CRAB, the CMS tool to allow data analysis in a distributed environment
Presented by Federica FANZAGO on 13 Feb 2008 from 12:00 to 12:20
Session: Grid Access
Track: Application Porting and Deployment
The CMS collaboration is developing a tool to allow physicists to access and analyze data stored in geographically distributed sites, simplifying the data discovery and hiding details related analysis job creation, execution and monitoring in the Grid environment. With this presentation we would like to show the progress of our work and some statistics about its usage.
The CMS experiment will produce few PBytes of data each year to distribute and store in many computing centres spread in the countries participating to the CMS collaboration and made available for analysis to world-wide distributed physicists.CMS will use a distributed architecture based on Grid infrastructure to analyze data stored at remote sites, to assure data access only to authorized users and to ensure remote resources availability.Data analysis in a distributed environment is a task that assume to know which data are available, where data are stored and how to access them.To simplify analysis job creation and management the CMS collaboration is developing CRAB (CMS Remote Analysis Builder) a tool to allow users with no specific Grid knowledge to be able to run analysis in the distributed environment as data were in their local farm.
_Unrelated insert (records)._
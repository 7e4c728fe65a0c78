mod game_rules;
mod snapshot;

pub use game_rules::*;
pub use snapshot::*;
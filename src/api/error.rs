use axum::{http::StatusCode, Json};
use serde::{Deserialize, Serialize};

use crate::application::{GameError, Missing};
use crate::domain::repositories::RepositoryError;

/// Error body returned by every route
#[derive(Debug, Serialize, Deserialize)]
pub struct ErrorResponse {
    pub error: String,
    pub code: String,
    #[serde(default, skip_serializing_if = "Option::is_none")]
    pub details: Option<String>,
}

pub type ApiError = (StatusCode, Json<ErrorResponse>);

pub fn api_error(status: StatusCode, code: &str, error: impl Into<String>) -> ApiError {
    (
        status,
        Json(ErrorResponse {
            error: error.into(),
            code: code.to_string(),
            details: None,
        }),
    )
}

/// Map a use case failure to its status and machine code
pub fn game_error(e: GameError) -> ApiError {
    let (status, code) = match &e {
        GameError::NotFound(Missing::Room) => (StatusCode::NOT_FOUND, "ROOM_NOT_FOUND"),
        GameError::NotFound(Missing::Player) => (StatusCode::NOT_FOUND, "PLAYER_NOT_FOUND"),
        GameError::InvalidPhase { .. } => (StatusCode::CONFLICT, "INVALID_PHASE"),
        GameError::Forbidden => (StatusCode::FORBIDDEN, "FORBIDDEN"),
        GameError::NotYourTurn => (StatusCode::CONFLICT, "NOT_YOUR_TURN"),
        GameError::InsufficientPlayers { .. } => (StatusCode::CONFLICT, "INSUFFICIENT_PLAYERS"),
        GameError::NoVotesCast => (StatusCode::CONFLICT, "NO_VOTES_CAST"),
        GameError::Validation(_) => (StatusCode::BAD_REQUEST, "VALIDATION_ERROR"),
        GameError::Repository(RepositoryError::Conflict(_)) => {
            (StatusCode::CONFLICT, "CONCURRENT_UPDATE")
        }
        GameError::Repository(_) => {
            tracing::error!("Store failure: {}", e);
            return (
                StatusCode::INTERNAL_SERVER_ERROR,
                Json(ErrorResponse {
                    error: "Internal server error".to_string(),
                    code: "INTERNAL_ERROR".to_string(),
                    details: Some(e.to_string()),
                }),
            );
        }
    };

    api_error(status, code, e.to_string())
}
pub mod api;
pub mod application;
pub mod client;
pub mod domain;
pub mod infrastructure;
CRAB is developed as tool standalone and client-server to improve the throughput, the scalability and to automatize most of CRAB functionalities
Users have to provide CRAB with the name of the dataset to analyze and the total number of events, their analysis configuration file and libraries.They must belong to the CMS Virtual Organization and have a valid Grid certificate.CRAB creates a wrapper of the analysis executable including CMS environment setup and output management.CRAB finds data location querying specific CMS catalog and splits the number of events in jobs according with data block distribution.CRAB packs the user code and send it to remote resources together with the wrapper.The job submission is done using Grid workload management commands.The resources availability, status monitoring and output retrieval of submitted jobs are fully handled by CRAB.For job submission CRAB is interfaced with gLite WMS and with OSG, based on condor_g.CRAB uses the voms-proxy server to create the user proxy certificate and its delegation.CRAB uses the LB Api to check the status of jobs and the UI command to manage jobs.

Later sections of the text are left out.